- _Activity_
When the listing has been read, print it out again in full, word for word.

_____

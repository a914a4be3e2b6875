//! Row shape of the appointment ⟕ prescription join.
//!
//! The prescription side of a `LEFT JOIN` is all-NULL when no prescription
//! references the appointment. The view carries `Some(prescription)` only
//! when the joined id column is non-null.

use chrono::{DateTime, Utc};
use sqlx::FromRow;

use crate::models::{Appointment, AppointmentView, Prescription};

#[derive(Debug, Clone, FromRow)]
pub struct AppointmentPrescriptionRow {
    pub id: String,
    pub doctor_id: String,
    pub patient_name: String,
    pub patient_email: String,
    pub date_time: DateTime<Utc>,
    pub duration_minutes: i32,
    pub status: String,
    pub created_at: DateTime<Utc>,
    pub prescription_id: Option<String>,
    pub medications: Option<String>,
    pub dosage: Option<String>,
    pub instructions: Option<String>,
    pub prescription_created_at: Option<DateTime<Utc>>,
}

impl AppointmentPrescriptionRow {
    pub fn into_view(self) -> AppointmentView {
        let appointment = Appointment {
            id: self.id,
            doctor_id: self.doctor_id,
            patient_name: self.patient_name,
            patient_email: self.patient_email,
            date_time: self.date_time,
            duration_minutes: self.duration_minutes,
            status: self.status,
            created_at: self.created_at,
        };

        let prescription = self.prescription_id.map(|prescription_id| Prescription {
            id: prescription_id,
            appointment_id: appointment.id.clone(),
            doctor_id: appointment.doctor_id.clone(),
            patient_name: appointment.patient_name.clone(),
            medications: self.medications.unwrap_or_default(),
            dosage: self.dosage.unwrap_or_default(),
            instructions: self.instructions.unwrap_or_default(),
            created_at: self.prescription_created_at.unwrap_or_default(),
        });

        AppointmentView {
            appointment,
            prescription,
        }
    }
}

#[cfg(test)]
mod tests {
    use super::*;
    use chrono::TimeZone;

    fn row() -> AppointmentPrescriptionRow {
        AppointmentPrescriptionRow {
            id: "a-1".into(),
            doctor_id: "d-1".into(),
            patient_name: "Jeanne Martin".into(),
            patient_email: "jeanne@example.com".into(),
            date_time: Utc.with_ymd_and_hms(2030, 3, 1, 9, 0, 0).unwrap(),
            duration_minutes: 45,
            status: "confirmed".into(),
            created_at: Utc.with_ymd_and_hms(2030, 2, 1, 9, 0, 0).unwrap(),
            prescription_id: None,
            medications: None,
            dosage: None,
            instructions: None,
            prescription_created_at: None,
        }
    }

    #[test]
    fn null_join_columns_yield_no_prescription() {
        let view = row().into_view();
        assert!(view.prescription.is_none());
        assert_eq!(view.appointment.duration_minutes, 45);
    }

    #[test]
    fn joined_prescription_takes_appointment_identity() {
        let mut row = row();
        row.prescription_id = Some("p-1".into());
        row.medications = Some("Paracetamol".into());
        row.dosage = Some("1g".into());
        row.prescription_created_at = Some(Utc.with_ymd_and_hms(2030, 3, 1, 10, 0, 0).unwrap());

        let prescription = row.into_view().prescription.unwrap();
        assert_eq!(prescription.id, "p-1");
        assert_eq!(prescription.appointment_id, "a-1");
        assert_eq!(prescription.doctor_id, "d-1");
        assert_eq!(prescription.patient_name, "Jeanne Martin");
        assert_eq!(prescription.instructions, "");
    }
}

_____

- _Task result_
repository a914a4be3e2b6875
//! Row shape of the appointment ⟕ prescription join.
//!
//! The prescription side of a `LEFT JOIN` is all-NULL when no prescription
//! references the appointment. The view carries `Some(prescription)` only
//! when the joined id column is non-null.

use chrono::{DateTime, Utc};
use sqlx::FromRow;

use crate::models::{Appointment, AppointmentView, Prescription};

#[derive(Debug, Clone, FromRow)]
pub struct AppointmentPrescriptionRow {
    pub id: String,
    pub doctor_id: String,
    pub patient_name: String,
    pub patient_email: String,
    pub date_time: DateTime<Utc>,
    pub duration_minutes: i32,
    pub status: String,
    pub created_at: DateTime<Utc>,
    pub prescription_id: Option<String>,
    pub medications: Option<String>,
    pub dosage: Option<String>,
    pub instructions: Option<String>,
    pub prescription_created_at: Option<DateTime<Utc>>,
}

impl AppointmentPrescriptionRow {
    pub fn into_view(self) -> AppointmentView {
        let appointment = Appointment {
            id: self.id,
            doctor_id: self.doctor_id,
            patient_name: self.patient_name,
            patient_email: self.patient_email,
            date_time: self.date_time,
            duration_minutes: self.duration_minutes,
            status: self.status,
            created_at: self.created_at,
        };

        let prescription = self.prescription_id.map(|prescription_id| Prescription {
            id: prescription_id,
            appointment_id: appointment.id.clone(),
            doctor_id: appointment.doctor_id.clone(),
            patient_name: appointment.patient_name.clone(),
            medications: self.medications.unwrap_or_default(),
            dosage: self.dosage.unwrap_or_default(),
            instructions: self.instructions.unwrap_or_default(),
            created_at: self.prescription_created_at.unwrap_or_default(),
        });

        AppointmentView {
            appointment,
            prescription,
        }
    }
}

#[cfg(test)]
mod tests {
    use super::*;
    use chrono::TimeZone;

    fn row() -> AppointmentPrescriptionRow {
        AppointmentPrescriptionRow {
            id: "a-1".into(),
            doctor_id: "d-1".into(),
            patient_name: "Jeanne Martin".into(),
            patient_email: "jeanne@example.com".into(),
            date_time: Utc.with_ymd_and_hms(2030, 3, 1, 9, 0, 0).unwrap(),
            duration_minutes: 45,
            status: "confirmed".into(),
            created_at: Utc.with_ymd_and_hms(2030, 2, 1, 9, 0, 0).unwrap(),
            prescription_id: None,
            medications: None,
            dosage: None,
            instructions: None,
            prescription_created_at: None,
        }
    }

    #[test]
    fn null_join_columns_yield_no_prescription() {
        let view = row().into_view();
        assert!(view.prescription.is_none());
        assert_eq!(view.appointment.duration_minutes, 45);
    }

    #[test]
    fn joined_prescription_takes_appointment_identity() {
        let mut row = row();
        row.prescription_id = Some("p-1".into());
        row.medications = Some("Paracetamol".into());
        row.dosage = Some("1g".into());
        row.prescription_created_at = Some(Utc.with_ymd_and_hms(2030, 3, 1, 10, 0, 0).unwrap());

        let prescription = row.into_view().prescription.unwrap();
        assert_eq!(prescription.id, "p-1");
        assert_eq!(prescription.appointment_id, "a-1");
        assert_eq!(prescription.doctor_id, "d-1");
        assert_eq!(prescription.patient_name, "Jeanne Martin");
        assert_eq!(prescription.instructions, "");
    }
}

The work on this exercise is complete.